The first factor to consider is to look at what assets there are and see if these are assets that we need to push through probate. Remember, anything that is solely in the name of the deceased person, if there are lots of assets or if the family is not going to agree to a simple non-probate distribution. We start creating the need to present the estate for probate. More broadly, it can be said that someone dying with assets creates the need for probate.

What Are the Top Misconceptions About the Probate Process?

The biggest misconception that people have about probate is that it is a difficult and an expensive process. This does not have to be the case and for the most part, it really is not. If your attorney has drafted a good Will and your family members agree to admit that Will into probate, the filing process can be done in less than a week, often in one day. The estate can then be distributed shortly thereafter. Working with an attorney, this process does not have to take a long time. More importantly, it does not to be contentious and expensive. These misconceptions drive a lot of people to unnecessarily avoid probate until years after the death, which can create lots of new problems. It is best if they start the probate process early, distribute the property, and put the process behind them.

Under What Circumstances Is Probate Necessary?

Probate is necessary if a person died with a Will owned property in their name alone. The goal is then to distribute that property to the people listed in the Will. Additionally, if someone dies as the sole parent of children under the age of eighteen, that Will should be probated so that the guardian nominated in it can be quickly granted a conservatorship and/or custody of the children.

Does all of a Deceased Person’s Property have to go Through the Probate Process If It is initiated?

All the property from a deceased person must go through probate if it is in their name alone. Jointly titled property with a right of survivorship does not go through probate. Additionally, property with a payable on death provision or a beneficiary designation does not go through probate.

Even for small estates, the probate process is fairly straightforward enough for me to recommend that they go through the probate process.

What Are the Best Options for Avoiding Probate?

When we do estate planning with the goal of avoiding probate, we look at the client’s assets and make sure that they are either transferred to a trust, jointly titled, or payable on death to the appropriate person. Additionally, we make sure the beneficiaries are up to date on the life insurance policies, retirement accounts, and any other designated beneficiary account/policy.

We also make sure that all designated beneficiaries are adults over 18 who can manage the property. If not, we explore the possibility of leaving that property to a trust so that a trusted adult or fiduciary can manage the property until the child has reached a certain age or met other goals.

There are a lot of things that you can do, but the main goal of getting assets jointly titled or having an avenue is to directly get those assets off a person’s name upon their death.

Can Probate Ever Be a Better Option Than a Living Trust?

In some cases, probate can be more cost effective option than having a living trust. This is especially true if the estate has a small value and the heirs are both few in number and over the age of 18. For example, let’s use an example of a married couple. Both spouses have no children and few assets. If both spouses in this example have Wills leaving everything to the other spouse, then a trust is an unnecessary extra step. The Will can be probated very quickly and at a relatively small expense.

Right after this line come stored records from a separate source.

//! WebSocket upgrade and observer connection handling
//!
//! Connect: `ws://localhost:4999/inspection`
//!
//! A new observer receives one `full_update` with the current document, then
//! every broadcast until it disconnects. Inbound text frames are handed to
//! `sync::dispatch`.

use bytes::Bytes;
use futures_util::{SinkExt, StreamExt};
use http_body_util::Full;
use hyper::{Request, Response, StatusCode};
use std::net::SocketAddr;
use std::sync::Arc;
use tokio::sync::broadcast;
use tokio_tungstenite::tungstenite::Message as WsMessage;
use tracing::{debug, error, info, warn};

use crate::routes::error_response;
use crate::server::http::AppState;
use crate::sync::{self, ServerMessage};

/// WebSocket type after upgrade
type HyperWebSocket = hyper_tungstenite::WebSocketStream<hyper_util::rt::TokioIo<hyper::upgrade::Upgraded>>;

/// Handle WebSocket upgrade for the push channel
pub fn handle_inspection_upgrade<B>(
    state: Arc<AppState>,
    req: Request<B>,
    peer: SocketAddr,
) -> Response<Full<Bytes>> {
    let (response, websocket) = match hyper_tungstenite::upgrade(req, None) {
        Ok(upgrade) => upgrade,
        Err(e) => {
            warn!(error = %e, "Failed to upgrade to WebSocket");
            return error_response(StatusCode::BAD_REQUEST, "WebSocket upgrade failed");
        }
    };

    tokio::spawn(async move {
        match websocket.await {
            Ok(ws) => {
                if let Err(e) = handle_observer_connection(ws, state, peer).await {
                    warn!(%peer, "Observer WebSocket error: {}", e);
                }
            }
            Err(e) => {
                error!(%peer, "WebSocket connection failed: {}", e);
            }
        }
    });

    response.map(|_| Full::new(Bytes::new()))
}

/// Serve one observer until it disconnects
async fn handle_observer_connection(
    ws: HyperWebSocket,
    state: Arc<AppState>,
    peer: SocketAddr,
) -> Result<(), Box<dyn std::error::Error + Send + Sync>> {
    let (mut sender, mut receiver) = ws.split();

    // Subscribe before taking the snapshot so no update falls in between
    let mut rx = state.hub.subscribe();
    info!(%peer, observers = state.hub.observer_count(), "Observer connected");

    let initial = ServerMessage::FullUpdate(state.document.snapshot().await);
    sender.send(WsMessage::Text(initial.to_json()?)).await?;

    loop {
        tokio::select! {
            // Broadcast from the hub
            msg = rx.recv() => {
                match msg {
                    Ok(update) => {
                        let json = update.to_json()?;
                        if sender.send(WsMessage::Text(json)).await.is_err() {
                            break;
                        }
                    }
                    Err(broadcast::error::RecvError::Closed) => break,
                    // Every update is a full document; the next one catches up
                    Err(broadcast::error::RecvError::Lagged(skipped)) => {
                        debug!(%peer, skipped, "Observer lagged behind broadcasts");
                        continue;
                    }
                }
            }

            // Message from the observer
            msg = receiver.next() => {
                match msg {
                    Some(Ok(WsMessage::Text(text))) => {
                        debug!(%peer, "Received channel message: {}", text);
                        sync::dispatch(&state.document, &text).await;
                    }
                    Some(Ok(WsMessage::Ping(data))) => {
                        let _ = sender.send(WsMessage::Pong(data)).await;
                    }
                    Some(Ok(WsMessage::Close(_))) => break,
                    Some(Err(e)) => {
                        warn!(%peer, "WebSocket error: {}", e);
                        break;
                    }
                    None => break,
                    _ => {}
                }
            }
        }
    }

    drop(rx);
    info!(%peer, observers = state.hub.observer_count(), "Observer disconnected");
    Ok(())
}
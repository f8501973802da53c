//! Minimal HTTP request helper with a uniform response envelope.
//!
//! # Overview
//! `RequestClient::execute` takes a declarative `Request`, performs one HTTP
//! exchange through an injected `Transport`, and always resolves to a
//! `Response`. Remote error statuses and transport faults come back in the
//! same shape; a fault is marked by the reserved status 900.
//!
//! # Design
//! - `RequestClient` is stateless; it holds only its transport.
//! - Request assembly (`build_request`) is pure, so header, cookie and body
//!   rules are testable without I/O.
//! - The transport is a trait. `ReqwestTransport` is the default backend
//!   behind the `reqwest` feature; tests inject scripted transports.
//! - No retries, timeouts or caching are added on top of the transport.

pub mod client;
pub mod error;
pub mod helpers;
pub mod http;
pub mod request;
pub mod response;
pub mod transport;

pub use client::{build_request, request_server, RequestClient};
pub use error::{InvalidMethod, TransportError};
pub use helpers::{combine_cookies, content_is, content_set_default};
pub use http::{Headers, HttpMethod, HttpRequest};
pub use request::Request;
pub use response::{Body, Response, TRANSPORT_FAULT_STATUS};
#[cfg(feature = "reqwest")]
pub use transport::{ReqwestResponse, ReqwestTransport};
pub use transport::{Transport, TransportResponse};
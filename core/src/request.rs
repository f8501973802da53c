//! Caller-supplied description of one HTTP exchange.

use std::collections::BTreeMap;

use serde::{Deserialize, Serialize};
use serde_json::{Map, Value};

use crate::http::HttpMethod;

/// A declarative request, built fresh for each call.
///
/// `query` is carried for the caller's bookkeeping only; the client sends
/// `url` as given, so any query string must already be embedded in it.
#[derive(Debug, Clone, PartialEq, Serialize, Deserialize)]
pub struct Request {
    pub url: String,
    pub method: HttpMethod,
    #[serde(default, skip_serializing_if = "Option::is_none")]
    pub body: Option<Map<String, Value>>,
    #[serde(default, skip_serializing_if = "Option::is_none")]
    pub query: Option<BTreeMap<String, String>>,
    #[serde(default, skip_serializing_if = "Option::is_none")]
    pub headers: Option<BTreeMap<String, String>>,
    #[serde(default, skip_serializing_if = "Option::is_none")]
    pub cookies: Option<String>,
}

impl Request {
    pub fn new(method: HttpMethod, url: impl Into<String>) -> Self {
        Self {
            url: url.into(),
            method,
            body: None,
            query: None,
            headers: None,
            cookies: None,
        }
    }

    pub fn get(url: impl Into<String>) -> Self {
        Self::new(HttpMethod::Get, url)
    }

    pub fn post(url: impl Into<String>) -> Self {
        Self::new(HttpMethod::Post, url)
    }

    pub fn put(url: impl Into<String>) -> Self {
        Self::new(HttpMethod::Put, url)
    }

    pub fn patch(url: impl Into<String>) -> Self {
        Self::new(HttpMethod::Patch, url)
    }

    pub fn delete(url: impl Into<String>) -> Self {
        Self::new(HttpMethod::Delete, url)
    }

    /// Structured payload. Sent only when the outgoing content type is JSON.
    pub fn body(mut self, body: Map<String, Value>) -> Self {
        self.body = Some(body);
        self
    }

    pub fn query(mut self, key: impl Into<String>, value: impl Into<String>) -> Self {
        self.query
            .get_or_insert_with(BTreeMap::new)
            .insert(key.into(), value.into());
        self
    }

    pub fn header(mut self, name: impl Into<String>, value: impl Into<String>) -> Self {
        self.headers
            .get_or_insert_with(BTreeMap::new)
            .insert(name.into(), value.into());
        self
    }

    /// Pre-joined cookie string, merged after any `cookie` header.
    pub fn cookies(mut self, cookies: impl Into<String>) -> Self {
        self.cookies = Some(cookies.into());
        self
    }
}
//! Error types for the request client.
//!
//! # Design
//! `TransportError` is never returned from `RequestClient::execute`; it is
//! carried inside the fault envelope (status 900) instead. Variants hold
//! rendered messages rather than source errors so envelopes stay `Clone` and
//! comparable.

use thiserror::Error;

/// A failure to complete the exchange at the network or protocol level.
#[derive(Debug, Clone, PartialEq, Eq, Error)]
pub enum TransportError {
    /// DNS failure, refused or reset connection.
    #[error("connection error: {0}")]
    Connection(String),

    /// The request could not be built (bad URL, invalid header name or value).
    #[error("invalid request: {0}")]
    InvalidRequest(String),

    /// The response body stream failed before completion.
    #[error("body error: {0}")]
    Body(String),

    /// The response advertised JSON but the payload did not parse.
    #[error("decode error: {0}")]
    Decode(String),

    #[error("{0}")]
    Other(String),
}

#[cfg(feature = "reqwest")]
impl From<reqwest::Error> for TransportError {
    fn from(err: reqwest::Error) -> Self {
        if err.is_builder() {
            TransportError::InvalidRequest(err.to_string())
        } else if err.is_connect() {
            TransportError::Connection(err.to_string())
        } else if err.is_body() {
            TransportError::Body(err.to_string())
        } else if err.is_decode() {
            TransportError::Decode(err.to_string())
        } else {
            TransportError::Other(err.to_string())
        }
    }
}

impl From<serde_json::Error> for TransportError {
    fn from(err: serde_json::Error) -> Self {
        TransportError::Decode(err.to_string())
    }
}

/// Returned when parsing a method name outside GET, POST, PUT, PATCH, DELETE.
#[derive(Debug, Clone, PartialEq, Eq, Error)]
#[error("unsupported HTTP method: {0}")]
pub struct InvalidMethod(pub String);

In very particular scenarios such as the aforementioned, it will be faster, easier, and cheaper to have a Will drafted and then probated. However, before making that conclusion, I strongly recommend talking with an experienced estate planning attorney, just to verify that and also to make sure that they understand what they can gain or lose by having a trust.

For more information on Factors Prompting Probate, a free initial consultation is your next best step. Get the information and legal answers you are seeking by calling (404) 939-7562 today.

Scriber Law Group, LLC.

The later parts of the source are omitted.